Het Amsterdamse stadsbestuur wil de komende jaren flink investeren in onderwijs, reiniging, handhaving, duurzaamheid en stadsontwikkeling. Tegelijkertijd krijgt de hoofdstad een flinke financiële tegenvaller te verwerken, want er komen de komende jaren tientallen miljoenen euro's minder binnen van het Rijk.
Volgend jaar krijgt Amsterdam 37 miljoen euro minder van het kabinet, werd bekend bij de presentatie van de hoofdstedelijke begroting. Dit bedrag loopt op tot 110 miljoen euro per jaar minder in 2022. Aanleiding is een lagere uitkering van het gemeentefonds, waaruit gemeenten een deel van hun uitgaven betalen. ,,Dit geeft aan hoe ingewikkeld koopkrachtplaatjes zijn'', zei wethouder Rutger Groot Wassink (sociale zaken) in een reactie op de vraag hoe dit rijmt met de mooie beloftes van het kabinet in de miljoenennota. ,,De gemeenten moeten nu puzzelen om dit op te lossen. Ik vind dit niet goed, want het komt uiteindelijk bij de burgers terecht.''
Ook moet de gemeente een oplossing vinden voor andere financiële knelpunten, zoals tekorten in de (jeugd)zorg door grotere uitgaven als gevolg van de toenemende vraag.

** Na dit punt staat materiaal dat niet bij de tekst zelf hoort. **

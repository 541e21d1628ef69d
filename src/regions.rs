use crate::error::{ConfigError, Result};

/// Record keys written alongside the region readings
pub const RESERVED_KEYS: [&str; 2] = ["frame", "timeInSec"];

/// Output key holding the confidence of a region's reading
pub fn confidence_key(name: &str) -> String {
    format!("{}_confidence", name)
}

/// Axis-aligned rectangle in frame pixel coordinates
#[derive(Debug, Clone, Copy, PartialEq, Eq)]
pub struct RegionBox {
    pub x: u32,
    pub y: u32,
    pub width: u32,
    pub height: u32,
}

impl RegionBox {
    pub fn new(x: u32, y: u32, width: u32, height: u32) -> Self {
        Self { x, y, width, height }
    }

    /// Check whether the box fits entirely inside a frame of the given size
    pub fn fits_within(&self, frame_width: u32, frame_height: u32) -> bool {
        let right = self.x as u64 + self.width as u64;
        let bottom = self.y as u64 + self.height as u64;
        right <= frame_width as u64 && bottom <= frame_height as u64
    }
}

/// A named overlay field on the video frame
#[derive(Debug, Clone, PartialEq, Eq)]
pub struct Region {
    pub name: String,
    pub bbox: RegionBox,
}

impl Region {
    pub fn new<S: Into<String>>(name: S, bbox: RegionBox) -> Self {
        Self { name: name.into(), bbox }
    }
}

/// Fixed, ordered set of regions with one designated clock region
///
/// The order of the regions only decides the order of fields in the output.
#[derive(Debug, Clone)]
pub struct RegionCatalog {
    regions: Vec<Region>,
    clock_index: usize,
}

impl RegionCatalog {
    /// Build a catalog, rejecting empty boxes, duplicate names and an unknown clock region
    ///
    /// Names that would collide with another output key (`frame`, `timeInSec`
    /// or another region's `<name>_confidence`) are rejected as well.
    pub fn new(regions: Vec<Region>, clock_region: &str) -> Result<Self> {
        for (i, region) in regions.iter().enumerate() {
            if region.name.is_empty() {
                return Err(ConfigError::InvalidValue {
                    key: format!("regions[{}].name", i),
                    value: String::new(),
                }
                .into());
            }

            if region.bbox.width == 0 || region.bbox.height == 0 {
                return Err(ConfigError::InvalidValue {
                    key: format!("regions.{}", region.name),
                    value: format!("{}x{}", region.bbox.width, region.bbox.height),
                }
                .into());
            }

            if regions[..i].iter().any(|other| other.name == region.name) {
                return Err(ConfigError::InvalidValue {
                    key: "regions.name".to_string(),
                    value: format!("duplicate '{}'", region.name),
                }
                .into());
            }

            let collides = RESERVED_KEYS.contains(&region.name.as_str())
                || regions.iter().any(|other| confidence_key(&other.name) == region.name);
            if collides {
                return Err(ConfigError::InvalidValue {
                    key: "regions.name".to_string(),
                    value: format!("'{}' clashes with an output key", region.name),
                }
                .into());
            }
        }

        let clock_index = regions
            .iter()
            .position(|region| region.name == clock_region)
            .ok_or_else(|| ConfigError::InvalidValue {
                key: "regions.clock_region".to_string(),
                value: clock_region.to_string(),
            })?;

        Ok(Self { regions, clock_index })
    }

    /// All regions in catalog order
    pub fn regions(&self) -> &[Region] {
        &self.regions
    }

    pub fn clock(&self) -> &Region {
        &self.regions[self.clock_index]
    }

    pub fn is_clock(&self, region: &Region) -> bool {
        region.name == self.clock().name
    }

    /// Non-clock regions in catalog order
    pub fn fields(&self) -> impl Iterator<Item = &Region> {
        let clock_index = self.clock_index;
        self.regions
            .iter()
            .enumerate()
            .filter(move |(i, _)| *i != clock_index)
            .map(|(_, region)| region)
    }

    pub fn len(&self) -> usize {
        self.regions.len()
    }

    pub fn is_empty(&self) -> bool {
        self.regions.is_empty()
    }

}

#[cfg(test)]
mod tests {
    use super::*;

    fn sample_regions() -> Vec<Region> {
        vec![
            Region::new("timer", RegionBox::new(856, 946, 206, 39)),
            Region::new("ship_speed", RegionBox::new(1518, 912, 113, 29)),
            Region::new("ship_alt", RegionBox::new(1538, 948, 93, 26)),
        ]
    }

    #[test]
    fn test_catalog_ordering_and_clock() {
        let catalog = RegionCatalog::new(sample_regions(), "timer").unwrap();
        assert_eq!(catalog.len(), 3);
        assert_eq!(catalog.clock().name, "timer");

        let fields: Vec<&str> = catalog.fields().map(|r| r.name.as_str()).collect();
        assert_eq!(fields, vec!["ship_speed", "ship_alt"]);
    }

    #[test]
    fn test_zero_sized_region_rejected() {
        let mut regions = sample_regions();
        regions[1].bbox.width = 0;
        assert!(RegionCatalog::new(regions, "timer").is_err());
    }

    #[test]
    fn test_duplicate_and_unknown_clock_rejected() {
        let mut regions = sample_regions();
        regions.push(Region::new("ship_alt", RegionBox::new(0, 0, 10, 10)));
        assert!(RegionCatalog::new(regions, "timer").is_err());

        assert!(RegionCatalog::new(sample_regions(), "clock").is_err());
    }

    #[test]
    fn test_names_clashing_with_output_keys_rejected() {
        for name in ["frame", "timeInSec", "timer_confidence", "ship_speed_confidence"] {
            let mut regions = sample_regions();
            regions.push(Region::new(name, RegionBox::new(0, 0, 10, 10)));
            let err = RegionCatalog::new(regions, "timer").unwrap_err();
            assert_eq!(err.exit_code(), 1, "{}", name);
        }

        let mut regions = sample_regions();
        regions.push(Region::new("frame_rate", RegionBox::new(0, 0, 10, 10)));
        regions.push(Region::new("boost_confidence_level", RegionBox::new(0, 0, 10, 10)));
        assert!(RegionCatalog::new(regions, "timer").is_ok());
    }

    #[test]
    fn test_fits_within() {
        let bbox = RegionBox::new(1538, 948, 93, 26);
        assert!(bbox.fits_within(1920, 1080));
        assert!(!bbox.fits_within(1280, 720));
        assert!(RegionBox::new(0, 0, 10, 10).fits_within(10, 10));
    }
}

Het college van burgemeester en wethouders investeert echter de komende vier jaar 1,2 miljard euro in zaken als onderwijshuisvesting, infrastructuur en sportvoorzieningen. Verder gaat er 1,3 miljard naar bouwgrond. ,,De stad groeit ontzettend hard, dus we moeten investeren in grond'', aldus wethouder Udo Kock (financiën).

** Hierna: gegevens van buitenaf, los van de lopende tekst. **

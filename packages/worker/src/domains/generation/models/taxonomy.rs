//! Subject and topic name lookups used to phrase prompts.

use anyhow::Result;
use sqlx::PgPool;
use uuid::Uuid;

/// Name used in prompts when a subject or topic cannot be resolved.
pub const FALLBACK_NAME: &str = "General";

pub async fn find_subject_name(id: Uuid, pool: &PgPool) -> Result<Option<String>> {
    sqlx::query_scalar("SELECT name FROM context_subjects WHERE id = $1")
        .bind(id)
        .fetch_optional(pool)
        .await
        .map_err(Into::into)
}

pub async fn find_topic_name(id: Uuid, pool: &PgPool) -> Result<Option<String>> {
    sqlx::query_scalar("SELECT name FROM context_topics WHERE id = $1")
        .bind(id)
        .fetch_optional(pool)
        .await
        .map_err(Into::into)
}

Naast investeringen gaan ook de lasten omhoog voor de Amsterdammers en bezoekers van de stad. Eerder was al bekend dat de toeristenbelasting van 6 naar 7 procent gaat en parkeren duurder wordt. Verder verdwijnen er volgend jaar duizend parkeerplaatsen om met name de binnenstad autoluwer te maken. De inwoners moeten bovendien 2 procent meer betalen aan onroerendezaakbelasting en flink (17,7 procent) extra voor de inzameling van huishoudelijk afval. Het college wil de stijging van de lasten voor minima zoveel mogelijk beperken.
De gemeenteraad spreekt zich op 10 oktober uit over de begroting.